Vengeance Is Mine
by
Multiple sequential, rather than simultaneous, murders are nothing new under the sun, nor is public train-wreck fascination with them. Initially an FBI technical term, "serial killer" may be of recent popular coinage, but the phenomenon has for years been a minor Hollywood staple, most successfully in sometimes fact-based fictions like 10 Rillington Place, Badlands, The First Deadly Sin, The Silence of the Lambs, Se7en, American Psycho, numerous Jack the Ripper spins and the upcoming Monster.

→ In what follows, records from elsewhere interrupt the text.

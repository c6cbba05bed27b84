#![deny(missing_docs, missing_debug_implementations)]

//! An asynchronous AMQP 1.0 receive client for event-streaming partitions
//!
//! A [`ReceiveClient`] owns one connection, one session and one receive link to a partition
//! address of the form `amqps://<host>/<hub>/ConsumerGroups/<group>/Partitions/<partition>`.
//! The connection is authorized with a shared access signature presented through CBS, or with
//! SASL PLAIN credentials, and the token is renewed before it expires.
//!
//! Messages are consumed in one of three mutually exclusive modes:
//!
//! - callback: [`ReceiveClient::receive_messages`]
//! - iterator: [`ReceiveClient::receive_messages_iter`]
//! - batch: [`ReceiveClient::receive_message_batch`]
//!
//! Link credit is managed by a [`CreditFlowController`] that keeps `prefetch` messages in
//! flight and tops the credit up according to a [`ReplenishPolicy`].
//!
//! # Example
//!
//! ```rust,no_run
//! use std::time::Duration;
//! use futures_util::StreamExt;
//! use fe2o3_amqp_receive_client::{Credentials, LinkEndpoint, ReceiveClient, ReceiveConfig};
//!
//! #[tokio::main]
//! async fn main() -> Result<(), fe2o3_amqp_receive_client::Error> {
//!     let credentials = Credentials::from_connection_string(
//!         "Endpoint=sb://example.servicebus.windows.net/;SharedAccessKeyName=policy;SharedAccessKey=key",
//!     )?;
//!     let endpoint = LinkEndpoint::from_parts("example.servicebus.windows.net", "hub", "$Default", "0")
//!         .enqueued_after(1518731960545);
//!     let config = ReceiveConfig::default().timeout(Duration::from_secs(5));
//!
//!     let client = ReceiveClient::open(endpoint, credentials, config).await?;
//!     let mut messages = client.receive_messages_iter()?;
//!     while let Some(message) = messages.next().await {
//!         let message = message?;
//!         println!("{:?} {:?}", message.sequence_number(), message.body());
//!     }
//!     drop(messages);
//!     client.close().await
//! }
//! ```

pub mod auth;
pub mod config;
pub mod constants;
pub mod credit;
pub mod endpoint;
pub mod error;
pub mod fe2o3;
pub mod message;
pub mod mode;
pub mod pump;
pub mod transport;

mod client;

pub use auth::{Credentials, TokenAuthenticator};
pub use client::{MessageStream, ReceiveClient};
pub use config::ReceiveConfig;
pub use credit::{CreditFlowController, ReplenishPolicy};
pub use endpoint::LinkEndpoint;
pub use error::Error;
pub use message::{AnnotationValue, MessageBody, ReceivedMessage};
pub use mode::{ModeKind, StopHandle};
pub use pump::PumpState;
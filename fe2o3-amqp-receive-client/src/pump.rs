//! The task that drives the connection and feeds the active consumption mode

use std::{ops::ControlFlow, sync::Arc};

use parking_lot::Mutex;
use tokio::{
    sync::{mpsc, watch},
    task::JoinHandle,
    time::{sleep_until, Instant},
};
use tokio_util::sync::CancellationToken;
use tracing::{debug, error, instrument, trace, warn};

use crate::{
    auth::{Credentials, TokenAuthenticator},
    config::ReceiveConfig,
    credit::CreditFlowController,
    endpoint::LinkEndpoint,
    error::{ConnectionError, Error, LinkAttachError},
    message::ReceivedMessage,
    transport::{ConnectOptions, Delivery, LinkReceiver, Transport},
};

/// State of the message pump
#[derive(Debug, Clone, Copy, PartialEq, Eq, Hash)]
pub enum PumpState {
    /// Nothing has been opened yet
    Idle,

    /// The connection is being opened and authorized
    Authorizing,

    /// The receive link is being attached
    Attaching,

    /// Deliveries are received and handed to the active mode
    Receiving,

    /// No mode is active. Already issued credit is kept but not replenished
    Draining,

    /// The link and connection are torn down
    Closed,
}

/// Sent by the consumption modes to the pump
#[derive(Debug, Clone, Copy, PartialEq, Eq)]
pub(crate) enum PumpCommand {
    /// A mode started. A batch asks for at least `min_credit`
    Begin { min_credit: Option<u32> },

    /// The active mode ended
    Finish,
}

/// What woke the pump up
#[derive(Debug)]
enum Event {
    /// The client was closed or every consumer is gone
    Shutdown,
    Command(PumpCommand),
    Renew,

    /// The pending message was handed to the consumer
    Dispatched,
    Delivery(Result<Delivery, ConnectionError>),
}

/// The client's handle to the pump task
#[derive(Debug)]
pub(crate) struct PumpHandle {
    commands: mpsc::UnboundedSender<PumpCommand>,
    state: watch::Receiver<PumpState>,
    shutdown: CancellationToken,
    task: Mutex<Option<JoinHandle<()>>>,
    fatal: Arc<Mutex<Option<Error>>>,
}

impl PumpHandle {
    pub(crate) fn send(&self, command: PumpCommand) {
        if self.commands.send(command).is_err() {
            trace!(?command, "pump is gone");
        }
    }

    pub(crate) fn state(&self) -> PumpState {
        *self.state.borrow()
    }

    pub(crate) fn shutdown(&self) -> &CancellationToken {
        &self.shutdown
    }

    /// The error that stopped the pump. Handed out once
    pub(crate) fn take_fatal(&self) -> Option<Error> {
        self.fatal.lock().take()
    }

    /// Stop the pump and wait for the teardown to finish. Subsequent calls return immediately
    pub(crate) async fn close(&self) -> Result<(), Error> {
        self.shutdown.cancel();
        let task = self.task.lock().take();
        match task {
            Some(task) => task
                .await
                .map_err(|err| ConnectionError::Close(Box::new(err)).into()),
            None => Ok(()),
        }
    }
}

impl Drop for PumpHandle {
    fn drop(&mut self) {
        self.shutdown.cancel();
    }
}

/// Owns the transport, the link and the token, and moves deliveries to the consumer channel
pub(crate) struct MessagePump<T: Transport> {
    transport: T,
    link: T::Link,
    authenticator: TokenAuthenticator,
    credit: CreditFlowController,
    outgoing: mpsc::Sender<ReceivedMessage>,
    commands: mpsc::UnboundedReceiver<PumpCommand>,
    state: watch::Sender<PumpState>,
    shutdown: CancellationToken,
    fatal: Arc<Mutex<Option<Error>>>,
    debug: bool,

    /// Whether a consumption mode is active
    active: bool,
}

impl<T: Transport> std::fmt::Debug for MessagePump<T> {
    fn fmt(&self, f: &mut std::fmt::Formatter<'_>) -> std::fmt::Result {
        f.debug_struct("MessagePump")
            .field("state", &*self.state.borrow())
            .field("credit", &self.credit)
            .field("active", &self.active)
            .finish()
    }
}

impl<T: Transport> MessagePump<T> {
    /// Open and authorize the connection, attach the link, issue the initial credit and spawn
    /// the receive loop
    ///
    /// Whatever was opened is torn down if any step fails.
    #[instrument(skip_all, fields(address = endpoint.address()))]
    pub(crate) async fn start(
        mut transport: T,
        endpoint: &LinkEndpoint,
        credentials: Credentials,
        config: &ReceiveConfig,
    ) -> Result<(PumpHandle, mpsc::Receiver<ReceivedMessage>), Error> {
        config.validate()?;

        let (state, state_rx) = watch::channel(PumpState::Idle);
        let mut authenticator = TokenAuthenticator::new(
            credentials,
            endpoint.audience(),
            config.token_lifetime,
            config.refresh_window,
        );
        let mut credit = CreditFlowController::new(config.replenish);

        let link = match connect(
            &mut transport,
            &mut authenticator,
            &mut credit,
            endpoint,
            config,
            &state,
        )
        .await
        {
            Ok(link) => link,
            Err(err) => {
                error!(%err, "failed to open receive client");
                if let Err(close_err) = transport.close().await {
                    debug!(%close_err, "failed to close transport");
                }
                state.send_replace(PumpState::Closed);
                return Err(err);
            }
        };

        let (outgoing, incoming) = mpsc::channel(config.prefetch as usize);
        let (commands_tx, commands) = mpsc::unbounded_channel();
        let shutdown = CancellationToken::new();
        let fatal = Arc::new(Mutex::new(None));

        let pump = MessagePump {
            transport,
            link,
            authenticator,
            credit,
            outgoing,
            commands,
            state,
            shutdown: shutdown.clone(),
            fatal: fatal.clone(),
            debug: config.debug,
            active: false,
        };
        pump.set_state(PumpState::Receiving);
        let task = tokio::spawn(pump.event_loop());

        let handle = PumpHandle {
            commands: commands_tx,
            state: state_rx,
            shutdown,
            task: Mutex::new(Some(task)),
            fatal,
        };
        Ok((handle, incoming))
    }

    fn set_state(&self, state: PumpState) {
        let previous = self.state.send_replace(state);
        if previous != state {
            debug!(?previous, current = ?state, "pump state changed");
        }
    }

    #[instrument(skip_all)]
    async fn event_loop(mut self) {
        if let Err(err) = self.run().await {
            error!(%err, "message pump stopped");
            *self.fatal.lock() = Some(err);
        }

        if let Err(err) = self.link.detach().await {
            warn!(%err, "failed to detach receive link");
        }
        if let Err(err) = self.transport.close().await {
            warn!(%err, "failed to close transport");
        }
        self.set_state(PumpState::Closed);
        // The consumer sees the channel close once `self` is dropped
    }

    async fn run(&mut self) -> Result<(), Error> {
        let shutdown = self.shutdown.clone();
        let mut pending: Option<ReceivedMessage> = None;

        loop {
            let event = self.next_event(&mut pending).await;
            // Credit and token I/O must not hold up a close
            let flow = tokio::select! {
                biased;

                _ = shutdown.cancelled() => return Ok(()),
                flow = self.handle(event, &mut pending) => flow?,
            };
            if let ControlFlow::Break(()) = flow {
                return Ok(());
            }
        }
    }

    /// Wait for whatever needs the pump's attention next
    ///
    /// A message waiting in `pending` is moved to the consumer channel once there is room.
    async fn next_event(&mut self, pending: &mut Option<ReceivedMessage>) -> Event {
        let renew_at = self.authenticator.next_renewal();

        match pending.take() {
            Some(message) => tokio::select! {
                biased;

                _ = self.shutdown.cancelled() => Event::Shutdown,
                Some(command) = self.commands.recv() => {
                    *pending = Some(message);
                    Event::Command(command)
                }
                _ = sleep_until_renewal(renew_at) => {
                    *pending = Some(message);
                    Event::Renew
                }
                permit = self.outgoing.reserve() => match permit {
                    Ok(permit) => {
                        permit.send(message);
                        Event::Dispatched
                    }
                    // Every consumer is gone
                    Err(_) => Event::Shutdown,
                },
            },
            None => tokio::select! {
                biased;

                _ = self.shutdown.cancelled() => Event::Shutdown,
                Some(command) = self.commands.recv() => Event::Command(command),
                _ = sleep_until_renewal(renew_at) => Event::Renew,
                delivery = self.link.recv() => Event::Delivery(delivery),
            },
        }
    }

    async fn handle(
        &mut self,
        event: Event,
        pending: &mut Option<ReceivedMessage>,
    ) -> Result<ControlFlow<()>, Error> {
        match event {
            Event::Shutdown => return Ok(ControlFlow::Break(())),
            Event::Command(command) => self.on_command(command).await?,
            Event::Renew => self.refresh_token().await?,
            Event::Dispatched => self.after_dispatch().await?,
            Event::Delivery(delivery) => {
                self.credit.on_message_delivered();
                match delivery? {
                    Ok(message) => {
                        trace!(
                            sequence_number = ?message.sequence_number(),
                            message_format = message.message_format(),
                            outstanding = self.credit.outstanding(),
                            "message received"
                        );
                        if self.debug {
                            debug!(annotations = ?message.annotations(), "delivery");
                        }
                        *pending = Some(message);
                    }
                    Err(err) => {
                        warn!(%err, "dropping malformed delivery");
                        self.after_dispatch().await?;
                    }
                }
            }
        }
        Ok(ControlFlow::Continue(()))
    }

    async fn on_command(&mut self, command: PumpCommand) -> Result<(), Error> {
        match command {
            PumpCommand::Begin { min_credit } => {
                self.active = true;
                self.set_state(PumpState::Receiving);
                if let Some(credit) = min_credit.and_then(|n| self.credit.raise_to(n)) {
                    self.credit.issue(&mut self.link, credit).await?;
                }
                if self.credit.should_replenish() {
                    self.credit.replenish(&mut self.link).await?;
                }
            }
            PumpCommand::Finish => {
                self.active = false;
                if let Some(credit) = self.credit.restore() {
                    self.credit.issue(&mut self.link, credit).await?;
                }
                self.set_state(PumpState::Draining);
            }
        }
        Ok(())
    }

    /// Credit and token upkeep after a delivery was handled
    async fn after_dispatch(&mut self) -> Result<(), Error> {
        if self.active && self.credit.should_replenish() {
            self.credit.replenish(&mut self.link).await?;
        }
        self.authenticator
            .refresh_if_needed(&mut self.transport, Instant::now())
            .await?;
        Ok(())
    }

    async fn refresh_token(&mut self) -> Result<(), Error> {
        self.authenticator
            .refresh_if_needed(&mut self.transport, Instant::now())
            .await?;
        Ok(())
    }
}

/// Open the connection, authorize it and attach the link with its initial credit
async fn connect<T: Transport>(
    transport: &mut T,
    authenticator: &mut TokenAuthenticator,
    credit: &mut CreditFlowController,
    endpoint: &LinkEndpoint,
    config: &ReceiveConfig,
    state: &watch::Sender<PumpState>,
) -> Result<T::Link, Error> {
    state.send_replace(PumpState::Authorizing);
    let options = ConnectOptions {
        hostname: endpoint.host().to_string(),
        container_id: config.container_id.clone(),
        sasl: authenticator.credentials().sasl(),
    };
    transport.open(&options).await?;
    authenticator.authorize(transport).await?;

    state.send_replace(PumpState::Attaching);
    authenticator
        .ensure_authorized(Instant::now())
        .map_err(LinkAttachError::NotAuthorized)?;
    let name = config
        .link_name
        .clone()
        .unwrap_or_else(|| format!("receiver-{}", endpoint.partition()));
    let mut link = endpoint.attach(transport, &name).await?;

    let initial = credit.initial_credit(config.prefetch);
    if let Err(err) = credit.issue(&mut link, initial).await {
        if let Err(detach_err) = link.detach().await {
            debug!(%detach_err, "failed to detach receive link");
        }
        return Err(err.into());
    }
    debug!(link = %name, credit = initial, "receive link attached");
    Ok(link)
}

async fn sleep_until_renewal(deadline: Option<Instant>) {
    match deadline {
        Some(deadline) => sleep_until(deadline).await,
        None => std::future::pending().await,
    }
}
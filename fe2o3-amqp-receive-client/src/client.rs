//! The receive client

use std::{
    future::Future,
    pin::Pin,
    sync::Arc,
    task::{Context, Poll},
};

use futures_util::{stream::BoxStream, Stream, StreamExt};
use tracing::{debug, instrument};

use crate::{
    auth::Credentials,
    config::ReceiveConfig,
    endpoint::LinkEndpoint,
    error::{ConnectionError, Error},
    fe2o3::Fe2o3Transport,
    message::ReceivedMessage,
    mode::{ModeKind, ModeLock, Next, StopHandle},
    pump::{MessagePump, PumpHandle, PumpState},
    transport::Transport,
};

/// An asynchronous client that receives messages from a single partition
///
/// The client owns one connection, one session and one receive link, all driven by a
/// background task. Messages are consumed in one of three modes. At most one mode is active
/// at a time; starting another one fails with [`Error::OperationInProgress`].
///
/// | Mode | Method |
/// |------|--------|
/// | Callback | [`receive_messages`](#method.receive_messages) |
/// | Iterator | [`receive_messages_iter`](#method.receive_messages_iter) |
/// | Batch | [`receive_message_batch`](#method.receive_message_batch) |
///
/// # Example
///
/// ```rust,no_run
/// use std::time::Duration;
/// use fe2o3_amqp_receive_client::{Credentials, LinkEndpoint, ReceiveClient, ReceiveConfig};
///
/// # async fn example() -> Result<(), fe2o3_amqp_receive_client::Error> {
/// let endpoint = LinkEndpoint::new(
///     "amqps://example.servicebus.windows.net/hub/ConsumerGroups/$Default/Partitions/0",
/// )?;
/// let credentials = Credentials::shared_access_key("RootManageSharedAccessKey", "<key>");
/// let config = ReceiveConfig::default()
///     .prefetch(10)
///     .timeout(Duration::from_millis(50));
///
/// let client = ReceiveClient::open(endpoint, credentials, config).await?;
/// let batch = client.receive_message_batch(10).await?;
/// for message in batch {
///     println!("{:?}", message.sequence_number());
/// }
/// client.close().await?;
/// # Ok(())
/// # }
/// ```
#[derive(Debug)]
pub struct ReceiveClient {
    endpoint: LinkEndpoint,
    config: ReceiveConfig,
    pump: Arc<PumpHandle>,
    modes: ModeLock,
}

impl ReceiveClient {
    /// Open a client over a `fe2o3-amqp` connection
    pub async fn open(
        endpoint: LinkEndpoint,
        credentials: Credentials,
        config: ReceiveConfig,
    ) -> Result<Self, Error> {
        Self::open_with_transport(Fe2o3Transport::new(), endpoint, credentials, config).await
    }

    /// Open a client over any [`Transport`]
    ///
    /// Whatever was opened is torn down if authorization or attach fails.
    #[instrument(skip_all, fields(address = endpoint.address()))]
    pub async fn open_with_transport<T>(
        transport: T,
        endpoint: LinkEndpoint,
        credentials: Credentials,
        config: ReceiveConfig,
    ) -> Result<Self, Error>
    where
        T: Transport,
    {
        let (pump, consumer) =
            MessagePump::start(transport, &endpoint, credentials, &config).await?;
        debug!("receive client opened");
        Ok(Self {
            endpoint,
            config,
            pump: Arc::new(pump),
            modes: ModeLock::new(consumer),
        })
    }

    /// The source the link is attached to
    pub fn endpoint(&self) -> &LinkEndpoint {
        &self.endpoint
    }

    /// The configuration the client was opened with
    pub fn config(&self) -> &ReceiveConfig {
        &self.config
    }

    /// State of the background task
    pub fn state(&self) -> PumpState {
        self.pump.state()
    }

    /// The mode currently consuming messages
    pub fn active_mode(&self) -> Option<ModeKind> {
        self.modes.active()
    }

    /// A handle that stops whichever mode is active
    pub fn stop_handle(&self) -> StopHandle {
        self.modes.stop_handle()
    }

    /// Hand every message to `handler`, in order, until stopped or idle
    ///
    /// Returns `Ok(())` when the idle timeout elapses, when [`StopHandle::stop`] is called or
    /// when the client is closed. A connection or authentication failure is returned as an
    /// error after the messages received before it were handled.
    pub async fn receive_messages<F, Fut>(&self, mut handler: F) -> Result<(), Error>
    where
        F: FnMut(ReceivedMessage) -> Fut,
        Fut: Future<Output = ()>,
    {
        let mut guard =
            self.modes
                .acquire(ModeKind::Callback, &self.pump, self.config.timeout, None)?;
        loop {
            match guard.next().await {
                Next::Message(message) => handler(message).await,
                Next::Idle | Next::Stopped | Next::Closed(None) => return Ok(()),
                Next::Closed(Some(err)) => return Err(err),
            }
        }
    }

    /// A stream of messages that ends when stopped, idle or closed
    ///
    /// The mode stays active until the stream is exhausted or dropped. A connection or
    /// authentication failure is yielded as the last item.
    pub fn receive_messages_iter(&self) -> Result<MessageStream, Error> {
        let guard = self
            .modes
            .acquire(ModeKind::Iterator, &self.pump, self.config.timeout, None)?;

        let inner = futures_util::stream::unfold(Some(guard), |guard| async move {
            let mut guard = guard?;
            match guard.next().await {
                Next::Message(message) => Some((Ok(message), Some(guard))),
                Next::Idle | Next::Stopped | Next::Closed(None) => None,
                Next::Closed(Some(err)) => Some((Err(err), None)),
            }
        });
        Ok(MessageStream {
            inner: inner.boxed(),
        })
    }

    /// Receive up to `max_batch_size` messages
    ///
    /// Returns early with fewer messages, possibly none, once the idle timeout elapses. The
    /// batch is discarded if the client is closed while it is being filled.
    pub async fn receive_message_batch(
        &self,
        max_batch_size: usize,
    ) -> Result<Vec<ReceivedMessage>, Error> {
        if max_batch_size == 0 {
            return Ok(Vec::new());
        }
        let min_credit = u32::try_from(max_batch_size).unwrap_or(u32::MAX);
        let mut guard = self.modes.acquire(
            ModeKind::Batch,
            &self.pump,
            self.config.timeout,
            Some(min_credit),
        )?;

        let mut batch = Vec::with_capacity(max_batch_size.min(self.config.prefetch as usize));
        while batch.len() < max_batch_size {
            match guard.next().await {
                Next::Message(message) => batch.push(message),
                Next::Idle | Next::Stopped => break,
                Next::Closed(err) => {
                    return Err(err.unwrap_or_else(|| ConnectionError::Closed.into()))
                }
            }
        }
        Ok(batch)
    }

    /// Detach the link and close the connection
    ///
    /// Unblocks any receive in progress. Closing more than once is a no-op.
    pub async fn close(&self) -> Result<(), Error> {
        self.pump.close().await?;
        debug!("receive client closed");
        Ok(())
    }
}

/// Messages received in iterator mode
///
/// Yields `Err` only for a failure that ended the client, after which the stream ends.
pub struct MessageStream {
    inner: BoxStream<'static, Result<ReceivedMessage, Error>>,
}

impl std::fmt::Debug for MessageStream {
    fn fmt(&self, f: &mut std::fmt::Formatter<'_>) -> std::fmt::Result {
        f.debug_struct("MessageStream").finish_non_exhaustive()
    }
}

impl Stream for MessageStream {
    type Item = Result<ReceivedMessage, Error>;

    fn poll_next(mut self: Pin<&mut Self>, cx: &mut Context<'_>) -> Poll<Option<Self::Item>> {
        self.inner.poll_next_unpin(cx)
    }
}
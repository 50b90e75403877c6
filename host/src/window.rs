use std::rc::Rc;

use haul_core::{HostWindow, Point, WindowHandle};

/// A window stand-in: a handle plus a screen-space origin for coordinate
/// conversion.
pub struct SimWindow {
    handle: WindowHandle,
    origin: Point,
}

impl SimWindow {
    pub fn new(handle: u64, origin: Point) -> Rc<Self> {
        Rc::new(Self {
            handle: WindowHandle(handle),
            origin,
        })
    }
}

impl HostWindow for SimWindow {
    fn handle(&self) -> WindowHandle {
        self.handle
    }

    fn screen_to_client(&self, point: Point) -> Point {
        Point::new(point.x - self.origin.x, point.y - self.origin.y)
    }
}
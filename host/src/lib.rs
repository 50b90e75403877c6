//! In-process drag-and-drop host.
//!
//! [`LocalHost`] implements the `haul_core` host boundary as an explicit
//! single-threaded state machine: a scripted queue of pointer steps stands
//! in for the platform's event pump. `do_drag` consumes the script, polling
//! the source's query-continue checkpoint and delivering the ordered target
//! notifications (enter, over*, then exactly one of drop or leave) to
//! whatever target is registered for the hovered window.
//!
//! The host starts uninitialized, so a session's first drag exercises the
//! lazy-initialization retry path exactly as a real transport would.

pub(crate) mod pump;
pub(crate) mod window;

pub use pump::{LocalHost, PointerStep};
pub use window::SimWindow;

Generally less successful as cinema are documentaries on the theme, in part because the subject killers and victims are dead, gone and unfilmed, leaving only scenes and associates to tell the tale. Or because the true center is not the Henleys, Gacys, Bonins, Bittakers or Bundys but, rather, as in the reprehensible Collectors, those who exploit them, their memorabilia and supposed artwork, for "serial killers are hot, packaged and consumed en masse." And too often, non-fiction considerations have this or that axe to grind and, far from documenting, cry attention to themselves as what pioneer Robert Drew labeled "illustrated lectures"; with Drew associate Richard Leacock, "the minute I'm being told the answer, I start rejecting it."
Such is the case with Aileen: Life and Death of a Serial Killer, whose directors Nick Broomfield and Joan Churchill have a track record of scandal-, celebrity- and sensation-driven filmmaking. Having maintained contact with the condemned woman since his 1992 Aileen Wournos: The Selling of a Serial Killer, Broomfield was subpoenaed to her final appeal in Jeb Bush's Florida and witnessed the execution months afterwards.
Reassuringly British-accented, he serves as connective tissue here -- co-director and usual cinematographer Churchill is seen for only seconds -- on the witness stand, defending his earlier film, interpreting meaning, asking questions, being shown around on car rides to the usual flapping windshield wipers -- and telling us how unjust the death penalty is to him and Amnesty International. Told what to think, the viewer is distanced by film acknowledging its film-ness: by the narrator-as-narrator, by video and Channel 7 News (5:02 AM, 77 degrees) shots, by names bleeped out, by seeing the camera, director, clip-on mikes and handheld booms.
What sticks, however, is the frightening, unstable personality of Wournos, forty-four at the end of her life. In hometown Troy (pop. 80,959), Michigan, she had a terrible childhood, although versions differ considerably: abandoned by a birth mother whom she never knew but hates, devastated by the death of a stepmother; drugs, early sexual initiation (perhaps incestuous), promiscuity and a pregnancy at thirteen; surrounded by abusive family and other males, expulsion from home followed by a winter alone in the woods.
Taking to the road, bikers and Florida, she became a hitchhiking prostitute, married briefly, then settled into a seemingly stable lesbian relationship. Arrested in 1991 for the murder-robbery of seven "clients," she futilely pleaded self-defense against roughhouse masochists. Commentary and clips from the earlier "Selling of" focus on the incompetence of joint-smoking defense lawyer "Dr. L." and the scramble to cash in on film rights on the part of lawyer, friends and police.
Aileen, muses our present narrator, "is the most honest person" among them, though she subsequently admits that she murdered to get money for a new apartment, but then reverses herself again. Now a born-again Christian, she is by turns repentant and defiant, convinced that her brain is being pressured by radio waves from a TV or mirror, that nukes will get the earth in 2019 but she will be safely with space-ship angels.
Contradictorily emphasizing the woman's insanity yet remarking on a 1989 Supreme Court ruling allowing execution of the mentally defective, the film hammers away at venal police officers, Aileen's appalling background and the failure of the social system. While such issues are germane and the woman's deranged, increasingly frequent harangues --especially on her last full day -- make one squirm, less mannered and more sobering indictments have been done. For documentary starters, there are the considerations of Thomas Miller-El in the middle section of the Javier Corcuera triptych The Back of the World, and Liz Garbus' separate made-for-TV features on Antonio James, Herbert Baumeister and Wanda Jean Allen; and, of course, the Barbara Graham- and Matthew Poncelet-based stories, I Want to Live! and Dead Man Walking.
(Released by Lantern Lane Entertainment Ltd.; not rated by MPAA.)